Mystical France appeared as a single encounter. It is as if the trajectory of my entire life beforehand prepared me to receive it, and the purpose every day after was to interpret its meaning. It was my “pearl of great value.” The appearance was a confrontation in the world, a resplendent moment of intuitive comprehension, whereby St. Joan of Arc permanently entered my life story through the Jehannian hermeneutics of St. Thérèse’s plays and poetry. I refer to it, using Thérèsian terminology, as a “divine glance”2 and being with the combined hearts of St. Joan (The Dove) and St. Thérèse (The Rose). This sudden interruption in my world led to a tireless search for its meaning. The search transformed my life as I sold everything I had to obtain the pearl.

Mystical France investigates the primordial ground of the encounter as a relationship with being in the Kingdom of God. In its Catholicity, it is a holy devotion to St. Joan of Arc, who forms France in our hearts with Mary Magdalene on the shores of Provence as the gestalt of the Kingdom. Mystical France is a speciation of True Devotion to the Blessed Virgin Mary. In its happening, it is being in the world on the pathway to the Kingdom of Jesus Christ with St. Joan and St. Thérèse.

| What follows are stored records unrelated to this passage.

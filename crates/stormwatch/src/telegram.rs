//! Raw reqwest Telegram Bot API client.
//!
//! Covers the three methods the notifier needs: `getMe` to validate the
//! token, `sendMessage` for delivery, and `getUpdates` for auto-subscribe
//! and the interactive bot. Every call carries a bounded timeout.

use async_trait::async_trait;
use serde::de::DeserializeOwned;
use serde::{Deserialize, Serialize};
use std::time::Duration;

use crate::autosubscribe::UpdateSource;
use crate::dispatch::{DeliveryOptions, MessageFormat, MessageSender};
use crate::subscribers::ChatId;

// ── Constants ───────────────────────────────────────────────────────

/// Bot API base URL. The token is appended as `/bot<token>/<method>`.
const API_BASE: &str = "https://api.telegram.org";

// ── Errors ──────────────────────────────────────────────────────────

/// Errors from Telegram API calls.
///
/// Everything except `Unauthorized` is scoped to a single recipient or call.
#[derive(Debug, Clone, PartialEq, thiserror::Error)]
pub enum DeliveryError {
    #[error("bot was blocked by the user: {0}")]
    Blocked(String),
    #[error("chat not found: {0}")]
    ChatNotFound(String),
    #[error("rate limited (retry after {retry_after:?}s)")]
    RateLimit { retry_after: Option<u64> },
    #[error("network error: {0}")]
    Network(String),
    #[error("bot token rejected: {0}")]
    Unauthorized(String),
    #[error("request rejected: {0}")]
    Rejected(String),
}

impl DeliveryError {
    /// Short machine-friendly reason, used in delivery reports.
    pub fn reason(&self) -> &'static str {
        match self {
            Self::Blocked(_) => "blocked",
            Self::ChatNotFound(_) => "chat_not_found",
            Self::RateLimit { .. } => "rate_limit",
            Self::Network(_) => "network",
            Self::Unauthorized(_) => "unauthorized",
            Self::Rejected(_) => "rejected",
        }
    }
}

impl From<reqwest::Error> for DeliveryError {
    /// The request URL carries the bot token, so it never reaches the message.
    fn from(e: reqwest::Error) -> Self {
        Self::Network(e.without_url().to_string())
    }
}

pub type Result<T> = std::result::Result<T, DeliveryError>;

/// Map a failed Bot API response onto a [`DeliveryError`].
pub fn classify(status: u16, description: &str, retry_after: Option<u64>) -> DeliveryError {
    match status {
        401 | 404 => DeliveryError::Unauthorized(description.to_string()),
        403 => DeliveryError::Blocked(description.to_string()),
        429 => DeliveryError::RateLimit { retry_after },
        400 if description.to_lowercase().contains("chat not found") => {
            DeliveryError::ChatNotFound(description.to_string())
        }
        500..=599 => DeliveryError::Network(format!("{} {}", status, description)),
        _ => DeliveryError::Rejected(format!("{} {}", status, description)),
    }
}

// ── Wire types ──────────────────────────────────────────────────────

/// Envelope every Bot API response is wrapped in.
#[derive(Debug, Deserialize)]
struct Envelope<T> {
    ok: bool,
    result: Option<T>,
    description: Option<String>,
    parameters: Option<ResponseParameters>,
}

#[derive(Debug, Deserialize)]
struct ResponseParameters {
    retry_after: Option<u64>,
}

/// The bot's own account, from `getMe`.
#[derive(Debug, Clone, Deserialize)]
pub struct BotUser {
    pub id: i64,
    pub first_name: String,
    pub username: Option<String>,
}

#[derive(Debug, Clone, Deserialize)]
pub struct Update {
    pub update_id: i64,
    pub message: Option<IncomingMessage>,
}

#[derive(Debug, Clone, Deserialize)]
pub struct IncomingMessage {
    pub message_id: i64,
    pub chat: Chat,
    #[serde(default)]
    pub text: Option<String>,
    /// Unix seconds.
    #[serde(default)]
    pub date: i64,
}

#[derive(Debug, Clone, Deserialize)]
pub struct Chat {
    pub id: i64,
    #[serde(rename = "type", default)]
    pub kind: String,
    pub username: Option<String>,
    pub first_name: Option<String>,
    pub title: Option<String>,
}

impl Chat {
    /// Best human-readable name for logs.
    pub fn display_name(&self) -> String {
        self.title
            .clone()
            .or_else(|| self.username.as_ref().map(|u| format!("@{}", u)))
            .or_else(|| self.first_name.clone())
            .unwrap_or_else(|| self.id.to_string())
    }
}

#[derive(Debug, Serialize)]
struct SendMessageRequest<'a> {
    chat_id: &'a str,
    text: &'a str,
    #[serde(skip_serializing_if = "Option::is_none")]
    parse_mode: Option<&'a str>,
    disable_notification: bool,
    disable_web_page_preview: bool,
}

#[derive(Debug, Serialize)]
struct GetUpdatesRequest {
    #[serde(skip_serializing_if = "Option::is_none")]
    offset: Option<i64>,
    limit: u32,
    timeout: u64,
    allowed_updates: [&'static str; 1],
}

#[derive(Debug, Deserialize)]
struct SentMessage {
    #[allow(dead_code)]
    message_id: i64,
}

fn parse_mode(format: MessageFormat) -> Option<&'static str> {
    match format {
        MessageFormat::Markdown => Some("Markdown"),
        MessageFormat::Html => Some("HTML"),
        MessageFormat::Plain => None,
    }
}

// ── Client ──────────────────────────────────────────────────────────

/// A minimal Telegram Bot API client.
#[derive(Debug, Clone)]
pub struct TelegramClient {
    client: reqwest::Client,
    token: String,
    timeout: Duration,
}

impl TelegramClient {
    pub fn new(token: impl Into<String>, timeout: Duration) -> Result<Self> {
        let client = reqwest::Client::builder()
            .connect_timeout(timeout)
            .build()
            .map_err(|e| DeliveryError::Network(e.to_string()))?;
        Ok(Self {
            client,
            token: token.into(),
            timeout,
        })
    }

    fn url(&self, method: &str) -> String {
        format!("{}/bot{}/{}", API_BASE, self.token, method)
    }

    /// Validate the token. `Unauthorized` here is a fatal credential error.
    pub async fn get_me(&self) -> Result<BotUser> {
        self.call("getMe", &serde_json::json!({}), self.timeout).await
    }

    pub async fn send_message(&self, chat_id: &ChatId, text: &str, options: DeliveryOptions) -> Result<()> {
        let body = SendMessageRequest {
            chat_id: chat_id.as_str(),
            text,
            parse_mode: parse_mode(options.format),
            disable_notification: options.silent,
            disable_web_page_preview: true,
        };
        let _sent: SentMessage = self.call("sendMessage", &body, self.timeout).await?;
        Ok(())
    }

    /// Fetch pending updates. Passing `offset = last_update_id + 1`
    /// acknowledges everything before it.
    pub async fn get_updates(&self, offset: Option<i64>, limit: u32, poll_timeout_secs: u64) -> Result<Vec<Update>> {
        let body = GetUpdatesRequest {
            offset,
            limit,
            timeout: poll_timeout_secs,
            allowed_updates: ["message"],
        };
        let timeout = self.timeout + Duration::from_secs(poll_timeout_secs);
        self.call("getUpdates", &body, timeout).await
    }

    async fn call<B: Serialize, T: DeserializeOwned>(&self, method: &str, body: &B, timeout: Duration) -> Result<T> {
        let response = self
            .client
            .post(self.url(method))
            .timeout(timeout)
            .json(body)
            .send()
            .await?;

        let status = response.status().as_u16();
        let text = response.text().await?;
        decode_response(status, &text)
    }
}

/// Decode a Bot API response body, classifying failures.
fn decode_response<T: DeserializeOwned>(status: u16, body: &str) -> Result<T> {
    let envelope: Envelope<T> = match serde_json::from_str(body) {
        Ok(e) => e,
        Err(e) => {
            return Err(if (200..300).contains(&status) {
                DeliveryError::Rejected(format!("malformed response: {}", e))
            } else {
                classify(status, body.trim(), None)
            })
        }
    };

    if envelope.ok {
        return envelope
            .result
            .ok_or_else(|| DeliveryError::Rejected("response without result".to_string()));
    }

    let description = envelope.description.unwrap_or_else(|| "unknown error".to_string());
    let retry_after = envelope.parameters.and_then(|p| p.retry_after);
    Err(classify(status, &description, retry_after))
}

#[async_trait]
impl MessageSender for TelegramClient {
    async fn deliver(&self, chat_id: &ChatId, text: &str, options: DeliveryOptions) -> Result<()> {
        self.send_message(chat_id, text, options).await
    }
}

#[async_trait]
impl UpdateSource for TelegramClient {
    async fn fetch_updates(&self, offset: Option<i64>, limit: u32, poll_timeout_secs: u64) -> Result<Vec<Update>> {
        self.get_updates(offset, limit, poll_timeout_secs).await
    }
}

// ── Tests ───────────────────────────────────────────────────────────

The alethic essence of the encounter is a transformation to being in holy friendship3 with St. Joan of Arc. The plays and poetry of St. Thérèse unconceal this friendship as being in the world. The effect of this union is a sharing in St. Thérèse’s mode of being with Joan,4 which I call their refulgent “combined hearts.” The purpose of sharing in their combined hearts is sanctification, conditioned on fidelity to grace. They lead the heirs to the Kingdom, and we will not arrive without them.

Mystical France is not a history of the lives St. Joan of Arc and St. Thérèse of Lisieux nor a reflection on their spirituality. The reader can find more on each saint at Heroic-Hearts.com, a podcast I co-host with Amy Chase. Mystical France is a pathway to the Kingdom of God through a relationship with Joan of Arc.

Despite the frequent philosophical language, the work remains primarily devotional. I make no attempt to interpret this “divine glance” as a purely philosophical affair. The astonishing5 moment imbuing my soul with a lifelong devotion to St. Joan of Arc was a supernatural grace from Our Lord Jesus Christ through the Immaculate Heart of Mary. I have done my best to explain this encounter through my life story and reflections, which I hope will inspire a similarly powerful being with St. Joan and St. Thérèse in others.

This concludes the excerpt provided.